TASK REQUIREMENTS: Look through the lines below, find those with the word "UnknownOption", and copy them.

Top of INFORMATION SUPPLIED

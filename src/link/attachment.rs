//! Behavior shared by every link variant.

use super::{FilePayload, Link, LinkData, LinkError, LinkType};
use crate::format::{FormatVariables, PathFormatter};
use crate::link::DownloadFileInfo;
use crate::sync::SyncContext;
use crate::vault::VaultFile;
use crate::webdav::FileInfo;

impl Link {
    pub(super) fn base_uploadable(&self) -> bool {
        if self.link_type == LinkType::External {
            return false;
        }
        match self.data {
            LinkData::Payload(_) => true,
            LinkData::Info(_) => !self.excluded,
        }
    }

    pub(super) fn base_downloadable(&self) -> bool {
        if self.link_type == LinkType::Local {
            return false;
        }
        match self.data {
            LinkData::Payload(_) => false,
            LinkData::Info(_) => self.remote,
        }
    }

    pub(super) fn base_markdown(file_info: &FileInfo) -> String {
        format!("[{}]({})", file_info.file_name, file_info.url)
    }

    /// Read the payload, expand the path template and PUT it
    pub(super) async fn base_transfer(
        &mut self,
        ctx: &SyncContext<'_>,
        note: &VaultFile,
    ) -> Result<FileInfo, LinkError> {
        let payload = match self.data {
            LinkData::Payload(ref payload) => payload.clone(),
            LinkData::Info(_) => {
                let file = self.local_file(ctx.vault, &note.path)?.clone();
                let bytes = ctx.vault.read_binary(&file).await?;
                FilePayload::new(file.name(), bytes, file.stat.mtime)
            }
        };

        let variables = FormatVariables::new(&payload.name, payload.mtime, note);
        let path = PathFormatter::new().format(&ctx.settings.format, &variables);
        log::info!("Uploading '{}' to '{}'", payload.name, path);

        Ok(ctx.store.upload(&payload, &path).await?)
    }

    /// GET the remote bytes, returning the remote file name with them
    pub(super) async fn fetch_remote(&self, ctx: &SyncContext<'_>) -> Result<(String, Vec<u8>), LinkError> {
        if !self.downloadable() {
            return Err(LinkError::NotDownloadable(self.describe().to_string()));
        }
        log::info!("Downloading '{}'", self.describe());
        Ok(ctx.store.download(self.data.target()).await?)
    }

    /// Write downloaded bytes as a new attachment of `note`
    pub(super) async fn materialize(
        &mut self,
        ctx: &SyncContext<'_>,
        note: &VaultFile,
        file_name: &str,
        bytes: &[u8],
    ) -> Result<DownloadFileInfo, LinkError> {
        let path = ctx.vault.available_attachment_path(file_name, &note.path).await?;
        let file = ctx.vault.create_binary(&path, bytes).await?;
        let markdown_link = ctx.vault.generate_link(&file);
        self.local_file = Some(file.clone());

        Ok(DownloadFileInfo { file, markdown_link })
    }

    pub(super) async fn base_download(
        &mut self,
        ctx: &SyncContext<'_>,
        note: &VaultFile,
    ) -> Result<DownloadFileInfo, LinkError> {
        let (file_name, bytes) = self.fetch_remote(ctx).await?;
        self.materialize(ctx, note, &file_name, &bytes).await
    }

    pub(super) async fn base_rename(&mut self, ctx: &SyncContext<'_>, new_path: &str) -> Result<String, LinkError> {
        if !self.downloadable() {
            return Err(LinkError::NotDownloadable(self.describe().to_string()));
        }
        let old_path = ctx.store.path_for(self.data.target());
        Ok(ctx.store.rename(&old_path, new_path).await?)
    }

    pub(super) async fn base_delete(&mut self, ctx: &SyncContext<'_>) -> Result<(), LinkError> {
        if !self.downloadable() {
            return Err(LinkError::NotDownloadable(self.describe().to_string()));
        }
        log::info!("Deleting remote file '{}'", self.describe());
        Ok(ctx.store.delete(self.data.target()).await?)
    }
}
use std::path::{Path, PathBuf};

use serde::{Deserialize, Serialize};
use thiserror::Error;

#[derive(Error, Debug)]
pub enum SettingsError {
    #[error("IO error: {0}")]
    Io(#[from] std::io::Error),
    #[error("JSON error: {0}")]
    Json(#[from] serde_json::Error),
    #[error("Invalid URL: {0}")]
    InvalidUrl(String),
    #[error("Unknown option: {0}")]
    UnknownOption(String),
    #[error("Invalid value for {key}: {value}")]
    InvalidValue { key: String, value: String },
    #[error("Config directory not found")]
    ConfigDirNotFound,
}

/// What happens to a local attachment once it has been uploaded
#[derive(Debug, Clone, Copy, Serialize, Deserialize, PartialEq, Eq, Default)]
#[serde(rename_all = "lowercase")]
pub enum UploadedFileOperation {
    /// Move the file into the vault trash
    #[serde(rename = "default", alias = "trash")]
    Trash,
    /// Delete the file permanently
    #[default]
    Delete,
    /// Keep the file
    None,
}

impl std::str::FromStr for UploadedFileOperation {
    type Err = SettingsError;

    fn from_str(s: &str) -> Result<Self, Self::Err> {
        match s.trim().to_lowercase().as_str() {
            "default" | "trash" => Ok(Self::Trash),
            "delete" => Ok(Self::Delete),
            "none" => Ok(Self::None),
            other => Err(SettingsError::InvalidValue {
                key: "uploadedFileOperation".to_string(),
                value: other.to_string(),
            }),
        }
    }
}

/// Uploader settings, persisted as JSON
#[derive(Debug, Clone, Serialize, Deserialize, PartialEq)]
#[serde(rename_all = "camelCase", default)]
pub struct Settings {
    /// WebDAV server URL, stored without a trailing slash
    pub url: String,
    pub username: String,
    pub password: String,
    /// Skip injecting credentials into rendered image requests
    pub disable_basic_auth: bool,

    /// Upload files as soon as they are pasted or dropped into a note
    pub enable_upload: bool,
    /// Remote path template, always starting with `/`
    pub format: String,
    /// Lowercase extensions (without `.`) eligible for upload
    pub include_extensions: Vec<String>,
    pub uploaded_file_operation: UploadedFileOperation,
    /// Replace uploaded PDFs with a local placeholder holding the remote URL
    pub enable_dummy_pdf: bool,
    /// Write a log note after each batch run
    pub create_batch_log: bool,
}

impl Default for Settings {
    fn default() -> Self {
        Self {
            url: String::new(),
            username: String::new(),
            password: String::new(),
            disable_basic_auth: false,
            enable_upload: true,
            format: "/{{nameext}}".to_string(),
            include_extensions: ["jpg", "jpeg", "png", "gif", "svg", "webp"]
                .iter()
                .map(|ext| ext.to_string())
                .collect(),
            uploaded_file_operation: UploadedFileOperation::Delete,
            enable_dummy_pdf: false,
            create_batch_log: true,
        }
    }
}

impl Settings {
    /// Default settings file location
    pub fn default_path() -> Result<PathBuf, SettingsError> {
        dirs::config_dir()
            .map(|p| p.join("davlink").join("settings.json"))
            .ok_or(SettingsError::ConfigDirNotFound)
    }

    /// Load settings from file, falling back to defaults when absent
    pub fn load(path: &Path) -> Result<Self, SettingsError> {
        if !path.exists() {
            return Ok(Self::default());
        }
        let data = std::fs::read_to_string(path)?;
        let mut settings: Settings = serde_json::from_str(&data)?;
        settings.normalize();
        Ok(settings)
    }

    /// Save settings to file
    pub fn save(&self, path: &Path) -> Result<(), SettingsError> {
        if let Some(parent) = path.parent() {
            std::fs::create_dir_all(parent)?;
        }
        let data = serde_json::to_string_pretty(self)?;
        std::fs::write(path, data)?;
        Ok(())
    }

    fn normalize(&mut self) {
        let url = std::mem::take(&mut self.url);
        self.set_url(&url);
        let format = std::mem::take(&mut self.format);
        self.set_format(&format);
        self.include_extensions = self
            .include_extensions
            .iter()
            .map(|ext| ext.trim().trim_start_matches('.').to_lowercase())
            .filter(|ext| !ext.is_empty())
            .collect();
    }

    pub fn set_url(&mut self, url: &str) {
        self.url = url.trim().trim_end_matches('/').to_string();
    }

    pub fn set_format(&mut self, format: &str) {
        let format = format.trim();
        self.format = format!("/{}", format.trim_start_matches('/'));
    }

    /// Parse a comma-separated extension list
    pub fn set_include_extensions(&mut self, value: &str) {
        self.include_extensions = value
            .split(',')
            .map(|ext| ext.trim().trim_start_matches('.').to_lowercase())
            .filter(|ext| !ext.is_empty())
            .collect();
    }

    /// Set an option by its camelCase or kebab-case name
    pub fn set_option(&mut self, key: &str, value: &str) -> Result<(), SettingsError> {
        let parse_bool = |value: &str| -> Result<bool, SettingsError> {
            match value.trim().to_lowercase().as_str() {
                "true" | "yes" | "on" | "1" => Ok(true),
                "false" | "no" | "off" | "0" => Ok(false),
                _ => Err(SettingsError::InvalidValue {
                    key: key.to_string(),
                    value: value.to_string(),
                }),
            }
        };

        match key.replace('-', "").to_lowercase().as_str() {
            "url" => {
                let url = value.trim();
                if !url.is_empty() && !url.starts_with("http://") && !url.starts_with("https://") {
                    return Err(SettingsError::InvalidUrl(
                        "URL must start with http:// or https://".to_string(),
                    ));
                }
                self.set_url(url);
            }
            "username" => self.username = value.to_string(),
            "password" => self.password = value.to_string(),
            "disablebasicauth" => self.disable_basic_auth = parse_bool(value)?,
            "enableupload" => self.enable_upload = parse_bool(value)?,
            "format" => self.set_format(value),
            "includeextensions" => self.set_include_extensions(value),
            "uploadedfileoperation" => self.uploaded_file_operation = value.parse()?,
            "enabledummypdf" => self.enable_dummy_pdf = parse_bool(value)?,
            "createbatchlog" => self.create_batch_log = parse_bool(value)?,
            _ => return Err(SettingsError::UnknownOption(key.to_string())),
        }
        Ok(())
    }

    /// Whether a path is kept out of uploads by the extension allowlist.
    /// Paths without an extension, such as links to other notes, are always
    /// excluded.
    pub fn is_excluded(&self, path: &str) -> bool {
        let name = path.rsplit('/').next().unwrap_or(path);
        match name.rfind('.') {
            Some(idx) => {
                let extension = name[idx + 1..].to_lowercase();
                !self.include_extensions.iter().any(|ext| *ext == extension)
            }
            None => true,
        }
    }

    /// Whether a link target points into the configured server. The URL must
    /// match whole path segments.
    pub fn is_webdav_url(&self, path: &str) -> bool {
        if self.url.is_empty() {
            return false;
        }
        path.strip_prefix(self.url.as_str())
            .is_some_and(|rest| rest.is_empty() || rest.starts_with('/'))
    }

    /// Credentials for the Authorization header, if both parts are set
    pub fn credentials(&self) -> Option<(&str, &str)> {
        if self.username.is_empty() || self.password.is_empty() {
            None
        } else {
            Some((self.username.as_str(), self.password.as_str()))
        }
    }
}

Bottom of INFORMATION SUPPLIED

SOLUTION TO THIS PROBLEM:
    UnknownOption(String),
            _ => return Err(SettingsError::UnknownOption(key.to_string())),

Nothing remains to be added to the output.